Il profumo buono del Pane

Il profumo buono del Pane

Bambini più cari che mai,
oggi fate un passo che non è solo vostro: è un passo che allarga il mondo. La Prima Comunione non è un rito da incorniciare, ma un varco: un piccolo passaggio che cambia il modo di guardare Dio, le persone, il creato, di ascoltare, di voler bene.

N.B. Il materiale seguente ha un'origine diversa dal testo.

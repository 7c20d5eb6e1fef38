use std::path::PathBuf;
use std::sync::Arc;

use tracing::info;

use crate::error::StoreError;
use crate::memory::MemoryStore;
use crate::sqlite::SqliteStore;
use crate::store::ConversationStore;

#[derive(Clone, Debug, PartialEq, Eq)]
pub enum StoreBackend {
    Sqlite { path: PathBuf },
    Memory,
}

#[derive(Clone, Debug, PartialEq, Eq)]
pub struct StoreConfig {
    pub backend: StoreBackend,
}

impl Default for StoreConfig {
    fn default() -> Self {
        Self {
            backend: StoreBackend::Sqlite {
                path: PathBuf::from("memory.sqlite"),
            },
        }
    }
}

impl StoreConfig {
    pub fn memory() -> Self {
        Self {
            backend: StoreBackend::Memory,
        }
    }

    pub fn sqlite(path: impl Into<PathBuf>) -> Self {
        Self {
            backend: StoreBackend::Sqlite { path: path.into() },
        }
    }
}

/// Build the configured backend behind the common interface.
pub fn open_store(config: &StoreConfig) -> Result<Arc<dyn ConversationStore>, StoreError> {
    let store: Arc<dyn ConversationStore> = match &config.backend {
        StoreBackend::Sqlite { path } => Arc::new(SqliteStore::open(path)?),
        StoreBackend::Memory => Arc::new(MemoryStore::new()),
    };
    info!(backend = store.backend(), "conversation store ready");
    Ok(store)
}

Oggi scoprite che Dio non si cerca lontano: si lascia trovare in un pezzo di pane, nel “luogo” più semplice, più quotidiano, più umano. È lì che si nasconde la sua forza: nella semplicità che non fa rumore, nella bellezza che non abbaglia ma fa spazio, che si spezza per nutrire, che diventa relazione attraverso un grande abbraccio.
Il pane dell’Eucaristia è come una luce che non acceca, ma accompagna. È quella bellezza di cui parlava Rilke, che ci invita a “vivere le domande”, a crescere dentro il mistero senza paura. La vostra Prima Comunione — e tutte quelle che verranno — è un invito a diventare persone capaci di legami, di ascolto, di disponibilità e di stupore. È imparare a riconoscere Dio nei gesti piccoli, nelle parole che curano, nei silenzi che custodiscono.
A voi, bambini, auguriamo che questo pane vi insegni la forza gentile di chi costruisce ponti, di chi non divide ma unisce, di chi sa portare pace dove manca.
A voi, genitori, auguriamo di accompagnarli non come chi sa già tutto, ma come chi si lascia sorprendere dalla loro freschezza, dalla loro fiducia, dalla loro luce.
E alla fine, il nostro augurio più grande è questo:
siate buoni come il pane. Buoni non nel senso di “perfetti”, ma nel senso più bello: buoni come il pane che nutre, che consola, che profuma la casa.
Che la vostra vita, crescendo, possa profumare di pane, di bontà semplice, di gesti veri, di amore che si dona.
Con affetto e gratitudine per il vostro sì alla bellezza di Dio.